In [2]:
#Natural Language Processing Project
#Sentiment Analysis on Google Play Store Applications user Review Data
#Dataset Collected from Kaggle
#Sentiment Analysis using NLTK

In [3]:
#importing the libraries
import numpy as np
import matplotlib.pyplot as plt
import pandas as pd

#importing libraries for Data Cleaning & NLTK Processing
import re
import nltk
nltk.download('stopwords')
from nltk.corpus import stopwords
from nltk.stem.porter import PorterStemmer

[nltk_data] Downloading package stopwords to C:\Users\Chirag
[nltk_data]     mahawar\AppData\Roaming\nltk_data...
[nltk_data]   Package stopwords is already up-to-date!


In [4]:
#importing the dataset
dataset = pd.read_csv('googleplaystore_user_reviews.csv')

In [5]:
dataset.head()

Unnamed: 0,Translated_Review,Sentiment
0,I like eat delicious food.

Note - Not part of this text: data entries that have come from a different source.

//! Flag store trait for abstracting the persistent flag table.
//!
//! The `FlagStore` trait decouples the manager from the service that actually
//! holds flag rows (a hosted Postgres table, a config service, a file). Every
//! call is I/O bound and may suspend; the manager never holds cache locks
//! across these calls.
//!
//! # Implementing FlagStore
//!
//! ```ignore
//! use flag_kit::{FlagPatch, FlagRecord, FlagStore, Result};
//!
//! struct RestFlagStore { client: reqwest::Client, base: String }
//!
//! impl FlagStore for RestFlagStore {
//!     async fn read_one(&self, name: &str) -> Result<Option<FlagRecord>> {
//!         // GET {base}/feature_flags?name=eq.{name}
//!         # unimplemented!()
//!     }
//!     // ...
//! }
//! ```
//!
//! # Error Handling
//!
//! Return `Err(Error::StoreError(..))` for connectivity, permission and query
//! failures. A missing row on a point read is `Ok(None)`, not an error.

use crate::error::Result;
use crate::record::{FlagPatch, FlagRecord};

/// Trait for flag store implementations.
///
/// # Design for Testability
///
/// This trait is designed to be mockable. Implement it with your database
/// client, or use [`InMemoryFlagStore`] for tests and local tooling.
#[allow(async_fn_in_trait)]
pub trait FlagStore: Send + Sync {
    /// Point read by flag name.
    ///
    /// # Returns
    /// - `Ok(Some(record))` - Flag found
    /// - `Ok(None)` - No such flag (not an error)
    /// - `Err(e)` - Store error
    async fn read_one(&self, name: &str) -> Result<Option<FlagRecord>>;

    /// Full scan of the flag table.
    ///
    /// # Errors
    /// Returns `Err` if the store is unavailable or the scan fails
    async fn read_all(&self) -> Result<Vec<FlagRecord>>;

    /// Insert a new record.
    ///
    /// # Errors
    /// `Error::DuplicateFlag` when the name already exists; it is never
    /// silently ignored.
    async fn insert(&self, record: FlagRecord) -> Result<()>;

    /// Apply a partial update to an existing record.
    ///
    /// # Errors
    /// Returns `Err` if the store rejects the update
    async fn update(&self, name: &str, patch: FlagPatch) -> Result<()>;

    /// Remove a record.
    ///
    /// # Errors
    /// Returns `Err` if the store rejects the delete
    async fn delete(&self, name: &str) -> Result<()>;
}

// ============================================================================
// In-Memory Store
// ============================================================================

#[cfg(feature = "inmemory")]
pub use self::memory::InMemoryFlagStore;

#[cfg(feature = "inmemory")]
mod memory {
    use super::FlagStore;
    use crate::error::{Error, Result};
    use crate::record::{FlagPatch, FlagRecord};
    use dashmap::mapref::entry::Entry;
    use dashmap::DashMap;
    use std::sync::atomic::{AtomicBool, Ordering};
    use std::sync::Arc;

    /// Shared in-memory flag table.
    ///
    /// Clones share the same table, so a test can keep a handle and mutate
    /// rows behind the manager's back.
    ///
    /// - `update` of a missing flag is `Error::NotFound`
    /// - `delete` of a missing flag succeeds
    /// - `set_unavailable(true)` makes every call fail with `Error::StoreError`
    #[derive(Clone, Default)]
    pub struct InMemoryFlagStore {
        rows: Arc<DashMap<String, FlagRecord>>,
        unavailable: Arc<AtomicBool>,
    }

    impl InMemoryFlagStore {
        pub fn new() -> Self {
            Self::default()
        }

        /// Insert or replace a row directly, bypassing duplicate checks.
        pub fn put(&self, record: FlagRecord) {
            self.rows.insert(record.name.clone(), record);
        }

        /// Current row, bypassing the outage switch.
        pub fn row(&self, name: &str) -> Option<FlagRecord> {
            self.rows.get(name).map(|r| r.clone())
        }

        /// Simulate the backing service going down (or coming back).
        pub fn set_unavailable(&self, unavailable: bool) {
            self.unavailable.store(unavailable, Ordering::SeqCst);
        }

        pub fn len(&self) -> usize {
            self.rows.len()
        }

        pub fn is_empty(&self) -> bool {
            self.rows.is_empty()
        }

        fn check_available(&self, operation: &str) -> Result<()> {
            if self.unavailable.load(Ordering::SeqCst) {
                return Err(Error::StoreError(format!(
                    "{}: flag store unavailable",
                    operation
                )));
            }
            Ok(())
        }
    }

    impl FlagStore for InMemoryFlagStore {
        async fn read_one(&self, name: &str) -> Result<Option<FlagRecord>> {
            self.check_available("read_one")?;
            Ok(self.row(name))
        }

        async fn read_all(&self) -> Result<Vec<FlagRecord>> {
            self.check_available("read_all")?;
            Ok(self.rows.iter().map(|r| r.value().clone()).collect())
        }

        async fn insert(&self, record: FlagRecord) -> Result<()> {
            self.check_available("insert")?;
            match self.rows.entry(record.name.clone()) {
                Entry::Occupied(_) => Err(Error::DuplicateFlag(record.name)),
                Entry::Vacant(slot) => {
                    slot.insert(record);
                    Ok(())
                }
            }
        }

        async fn update(&self, name: &str, patch: FlagPatch) -> Result<()> {
            self.check_available("update")?;
            match self.rows.get_mut(name) {
                Some(mut row) => {
                    row.apply(&patch);
                    Ok(())
                }
                None => Err(Error::NotFound(name.to_string())),
            }
        }

        async fn delete(&self, name: &str) -> Result<()> {
            self.check_available("delete")?;
            self.rows.remove(name);
            Ok(())
        }
    }
}

#[cfg(all(test, feature = "inmemory"))]
mod tests {
    use super::*;
    use crate::error::Error;

    #[tokio::test]
    async fn test_insert_and_read() {
        let store = InMemoryFlagStore::new();
        store
            .insert(FlagRecord::new("a", true, 20))
            .await
            .expect("Failed to insert");

        let fetched = store.read_one("a").await.expect("Failed to read");
        assert_eq!(fetched.map(|r| r.rollout_percentage), Some(20));
    }

    #[tokio::test]
    async fn test_read_missing() {
        let store = InMemoryFlagStore::new();
        let fetched = store.read_one("nope").await.expect("Failed to read");
        assert!(fetched.is_none());
    }

    #[tokio::test]
    async fn test_duplicate_insert_is_error() {
        let store = InMemoryFlagStore::new();
        store
            .insert(FlagRecord::new("a", true, 20))
            .await
            .expect("Failed to insert");

        let err = store
            .insert(FlagRecord::new("a", false, 0))
            .await
            .expect_err("Duplicate should fail");
        assert_eq!(err, Error::DuplicateFlag("a".to_string()));
        assert!(store.row("a").expect("row").enabled);
    }

    #[tokio::test]
    async fn test_update() {
        let store = InMemoryFlagStore::new();
        store.put(FlagRecord::new("a", true, 20));

        store
            .update("a", FlagPatch::toggle(false, Some(70)))
            .await
            .expect("Failed to update");

        let row = store.row("a").expect("row");
        assert!(!row.enabled);
        assert_eq!(row.rollout_percentage, 70);
    }

    #[tokio::test]
    async fn test_update_missing_is_not_found() {
        let store = InMemoryFlagStore::new();
        let err = store
            .update("a", FlagPatch::toggle(true, None))
            .await
            .expect_err("Update should fail");
        assert!(matches!(err, Error::NotFound(_)));
    }

    #[tokio::test]
    async fn test_delete_is_idempotent() {
        let store = InMemoryFlagStore::new();
        store.put(FlagRecord::new("a", true, 20));

        store.delete("a").await.expect("Failed to delete");
        store.delete("a").await.expect("Second delete should succeed");
        assert!(store.is_empty());
    }

    #[tokio::test]
    async fn test_read_all() {
        let store = InMemoryFlagStore::new();
        store.put(FlagRecord::new("a", true, 20));
        store.put(FlagRecord::new("b", false, 0));

        let all = store.read_all().await.expect("Failed to scan");
        assert_eq!(all.len(), 2);
    }

    #[tokio::test]
    async fn test_unavailable() {
        let store = InMemoryFlagStore::new();
        store.put(FlagRecord::new("a", true, 20));
        store.set_unavailable(true);

        assert!(matches!(
            store.read_one("a").await,
            Err(Error::StoreError(_))
        ));
        assert!(store.read_all().await.is_err());

        store.set_unavailable(false);
        assert!(store.read_one("a").await.expect("read").is_some());
    }

    #[tokio::test]
    async fn test_clones_share_rows() {
        let store = InMemoryFlagStore::new();
        let handle = store.clone();
        handle.put(FlagRecord::new("a", true, 20));
        assert_eq!(store.len(), 1);
    }
}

That's I'm cooking ...,Positive
1,This help eating healthy exercise regular basis,Positive
2,,
3,Works great especially going grocery store,Positive
4,Best idea us,Positive


In [6]:
#Dropping NA
dataset=dataset.dropna(axis=0)

In [7]:
data=dataset.values

In [8]:
len(data)

37427

In [9]:
#Cleaning the dataset
def clean(data):
    corpus = []
    all_stop=stopwords.words('english')
    for i in range(len(data)):
        review = re.sub('[^a-zA-Z]', ' ',data[i] )
        review = review.lower()
        review = review.split()
        ps = PorterStemmer()
        review = [ps.stem(word) for word in review if not word in all_stop]
        review=[rev for rev in review if len(rev)>1]
        review = ' '.join(review)
        corpus.append(review)
    return corpus

In [10]:
data=clean(dataset.iloc[:,0].values)

In [11]:
len(data)

37427

In [12]:
data[0]

'like eat delici food cook food case best food help lot also best shelf life'

In [13]:
from sklearn.preprocessing import LabelEncoder

In [14]:
le=LabelEncoder()

In [15]:
labels=le.fit_transform(dataset.iloc[:,1])

In [16]:
labels.shape

(37427,)

In [17]:
# Creating the Bag of Words model
from sklearn.feature_extraction.text import CountVectorizer
cv = CountVectorizer(max_features = 1500)                      
X = cv.fit_transform(data).toarray()

In [18]:
#splitting the dataset into training & test set
from sklearn.model_selection import train_test_split
X_train , X_test , y_train , y_test = train_test_split(X , labels , test_size = 0.20 , random_state = 0)

In [19]:
#using random Forest Classifier as Classification Model for NLP
#Fitting the Random Forest to the training set
from sklearn.ensemble import RandomForestClassifier
classifier = RandomForestClassifier(30)
classifier.fit(X_train , y_train)

RandomForestClassifier(bootstrap=True, class_weight=None, criterion='gini',
            max_depth=None, max_features='auto', max_leaf_nodes=None,
            min_impurity_decrease=0.0, min_impurity_split=None,
            min_samples_leaf=1, min_samples_split=2,
            min_weight_fraction_leaf=0.0, n_estimators=30, n_jobs=1,
            oob_score=False, random_state=None, verbose=0,
            warm_start=False)

In [20]:
#predicting the test set results
y_pred = classifier.predict(X_test)

In [21]:
#making the confusion matrix
from sklearn.metrics import confusion_matrix
cm = confusion_matrix(y_test , y_pred)

In [22]:
cm

array([[1323,   61,  303],
       [  29,  914,  117],
       [ 106,   94, 4539]], dtype=int64)

In [23]:
#Calculating Accuracy of the Model
from sklearn.metrics import accuracy_score
print(round(accuracy_score(y_test,y_pred)*100,2),"%",sep=" ")

90.52 %


In [30]:
classifier.predict(cv.transform(clean(["I badly hate this app"])))

array([0], dtype=int64)

In [25]:
le.classes_

array(['Negative', 'Neutral', 'Positive'], dtype=object)

In [26]:
classifier.predict(cv.transform(clean(["I think I am loving this app"])))

array([2], dtype=int64)

In [28]:
X

array([[0, 0, 0, ..., 0, 0, 0],
       [0, 0, 0, ..., 0, 0, 0],
       [0, 0, 0, ..., 0, 0, 0],
       ...,
       [0, 0, 0, ..., 0, 0, 0],
       [0, 0, 0, ..., 0, 0, 0],
       [0, 0, 0, ..., 0, 0, 0]], dtype=int64)

In [29]:
X.shape

(37427, 1500)